Die Binnenwirtschaft ist, das dürfte inzwischen allgemein bekannt sein, sehr viel weniger produktiv als der internationale Sektor, der sich auf dem Weltmarkt bewähren muss. Dieser ist topfit, überzeugt mit hoher Wertschöpfung und kann entsprechend hohe Saläre zahlen. Und daraus wiederum wird über Steuern und Abgaben der Staat finanziert. Die Politik jedoch hätschelt die Schwachen, die klassischen Binnenmarktbranchen wie Landwirtschaft, Bau und Tourismus. Diese dürfen sich ausgiebig an den Honigtöpfen bedienen, die von den Exportbienen gefüllt werden. In der nach innen gerichteten Wirtschaft geht es gemächlicher zu, weil der Wettbewerb schwächer ausgeprägt ist. Die Unternehmen dieser Branchen freut das, können sie doch die Margen hoch halten.

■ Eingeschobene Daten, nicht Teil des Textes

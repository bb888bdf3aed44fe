use rand::Rng;

use super::sample::{Forecast, ForecastSample, WeatherCondition, WeatherSample};
use super::season::{Season, day_curve};
use crate::math::{chance, round_dp, uniform};

/// Maximum temperature jitter around the seasonal curve (°C).
const TEMP_JITTER_C: f32 = 1.5;
/// UV index ceiling.
const UV_MAX: f32 = 11.0;
/// Forecast horizons in hours.
const HORIZONS: [u32; 3] = [1, 6, 24];

/// Returns `true` for hours 06:00 through 19:00 inclusive.
pub fn is_daylight(hour: u32) -> bool {
    (6..=19).contains(&hour)
}

/// Synthesizes plausible weather for a hot semi-arid region.
///
/// Stateless: every draw comes from the caller's random source, so a seeded
/// `StdRng` reproduces the same sequence of samples.
///
/// # Examples
///
/// ```
/// use campus_energy_sim::weather::{Season, WeatherCondition, WeatherSynthesizer};
/// use rand::{SeedableRng, rngs::StdRng};
///
/// let mut rng = StdRng::seed_from_u64(42);
/// let sample = WeatherSynthesizer.synthesize(2, Season::Summer, &mut rng);
/// assert_eq!(sample.condition, WeatherCondition::ClearNight);
/// ```
#[derive(Debug, Default, Clone, Copy)]
pub struct WeatherSynthesizer;

impl WeatherSynthesizer {
    /// Produces a current sample plus 1h/6h/24h forecasts for `hour` (0-23).
    pub fn synthesize<R: Rng>(&self, hour: u32, season: Season, rng: &mut R) -> WeatherSample {
        let hour = hour % 24;

        let temperature =
            season.curve_temperature_c(hour) + uniform(rng, -TEMP_JITTER_C, TEMP_JITTER_C);
        let (cloud_cover, drawn) = draw_sky(season, rng);
        let condition = if is_daylight(hour) {
            drawn
        } else {
            WeatherCondition::ClearNight
        };

        let wind_speed = draw_wind(season, rng);
        let humidity = match season {
            Season::Monsoon => uniform(rng, 70.0, 95.0),
            Season::Summer => uniform(rng, 20.0, 50.0),
            _ => uniform(rng, 40.0, 75.0),
        };

        let uv_index = (day_curve(hour).max(0.0) * UV_MAX * condition.uv_factor()).min(UV_MAX);
        let visibility = match condition {
            WeatherCondition::Dusty => uniform(rng, 2.0, 5.0),
            WeatherCondition::Rainy => uniform(rng, 1.0, 3.0),
            _ => uniform(rng, 8.0, 15.0),
        };

        let [h1, h6, h24] = HORIZONS.map(|h| forecast_at((hour + h) % 24, season, rng));

        WeatherSample {
            condition,
            temperature: round_dp(temperature, 1),
            humidity: round_dp(humidity, 1),
            wind_speed: round_dp(wind_speed, 1),
            cloud_cover: round_dp(cloud_cover, 1),
            uv_index: round_dp(uv_index, 1),
            visibility: round_dp(visibility, 1),
            forecast: Forecast {
                next1h: h1,
                next6h: h6,
                next24h: h24,
            },
        }
    }
}

/// Draws cloud cover and the matching daytime condition for the season.
fn draw_sky<R: Rng>(season: Season, rng: &mut R) -> (f32, WeatherCondition) {
    match season {
        Season::Monsoon => {
            let cloud = uniform(rng, 60.0, 100.0);
            let condition = if chance(rng, 0.4) {
                WeatherCondition::Rainy
            } else if cloud > 80.0 {
                WeatherCondition::Cloudy
            } else {
                WeatherCondition::PartlyCloudy
            };
            (cloud, condition)
        }
        Season::Summer => {
            let cloud = uniform(rng, 0.0, 30.0);
            let condition = if chance(rng, 0.25) {
                WeatherCondition::Dusty
            } else if cloud < 15.0 {
                WeatherCondition::Sunny
            } else {
                WeatherCondition::PartlyCloudy
            };
            (cloud, condition)
        }
        Season::Winter | Season::PostMonsoon => {
            let cloud = uniform(rng, 0.0, 50.0);
            let condition = if cloud < 20.0 {
                WeatherCondition::Sunny
            } else if cloud < 40.0 {
                WeatherCondition::PartlyCloudy
            } else {
                WeatherCondition::Cloudy
            };
            (cloud, condition)
        }
    }
}

fn draw_wind<R: Rng>(season: Season, rng: &mut R) -> f32 {
    match season {
        Season::Summer => uniform(rng, 3.0, 11.0),
        _ => uniform(rng, 2.0, 7.0),
    }
}

fn draw_cloud<R: Rng>(season: Season, rng: &mut R) -> f32 {
    match season {
        Season::Monsoon => uniform(rng, 60.0, 100.0),
        Season::Summer => uniform(rng, 0.0, 30.0),
        _ => uniform(rng, 0.0, 50.0),
    }
}

/// Builds the reduced sample for the absolute forecast hour `hour`.
fn forecast_at<R: Rng>(hour: u32, season: Season, rng: &mut R) -> ForecastSample {
    let drawn = match season {
        Season::Monsoon if chance(rng, 0.4) => WeatherCondition::Rainy,
        Season::Monsoon => WeatherCondition::Cloudy,
        Season::Summer if chance(rng, 0.7) => WeatherCondition::Sunny,
        Season::Summer => WeatherCondition::Dusty,
        Season::Winter if chance(rng, 0.6) => WeatherCondition::Sunny,
        Season::PostMonsoon if chance(rng, 0.5) => WeatherCondition::Sunny,
        Season::Winter | Season::PostMonsoon => WeatherCondition::PartlyCloudy,
    };
    let condition = if is_daylight(hour) {
        drawn
    } else {
        WeatherCondition::ClearNight
    };

    ForecastSample {
        condition,
        temperature: round_dp(season.curve_temperature_c(hour), 1),
        wind_speed: round_dp(draw_wind(season, rng), 1),
        cloud_cover: round_dp(draw_cloud(season, rng), 1),
    }
}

Die Konsumenten freut es weniger, sie leiden unter zu hohen Preisen.

Ein ziemlich unsinniger Zustand, für den unser Parlament die Verantwortung trägt, aber auch die Stimmbürger, die ihre Stimme kurzsichtig abgeben. Im Nationalrat ist die Agrarlobby mit 30 Köpfen vertreten, «der ehemalige Direktor des Bauernverbandes und der gelernte Landwirt Christoph Blocher nicht mitgezählt», wie Markus Schär in seiner Analyse schreibt. Zählt man die Bau- und die Tourismuslobby in den Räten noch hinzu, kommen immer wieder Mehrheiten zu Stande für Beschlüsse, die der Exportindustrie Schaden zufügen: Die Staatsquote wächst ohne Ende, auf den Weltmärkten leidet man unter dem WTO-Regime, weil unsere Landwirtschaft zu wenig schnell liberalisiert wird, denn unsere Maschinen und Dienstleistungen lassen sich in Schwellenländern nur verkaufen, wenn diese im Gegenzug landwirtschaftliche Produkte absetzen können. Kein Wunder, beklagte sich am letzten Swiss Economic Forum in einem geschlossenen CEO-Roundtable ein bekannter Unternehmer: «Die Exportindustrie hat im Parlament gar keine Lobby.»

Die Schizophrenie dieser Haltung wird noch deutlicher, wenn wir sehen, wie gefährlich abhängig wir von unserem ganz grossen Wohlstandsspender sind, dem Finanzsektor. Gut 15 Prozent trägt dieser zum Sozialprodukt bei und ein Viertel zu den Staatseinnahmen. Er steht und fällt mit den wenigen Topbanken und Versicherungskonzernen. Ziehen diese aus, ist es vorbei mit dem schweizerischen Wohlstand. Für Professor Thomas Straubhaar tickt hier «eine Zeitbombe». Weitere Verlagerungen bringen seiner Meinung nach «das ganze Land ins Rutschen».

Für die Schweiz gibt es nur eine Strategie: (fast) alles in den Dienst des internationalen Sektors zu stellen. Bald sind Wahlen. Und dort sind Weichenstellungen möglich.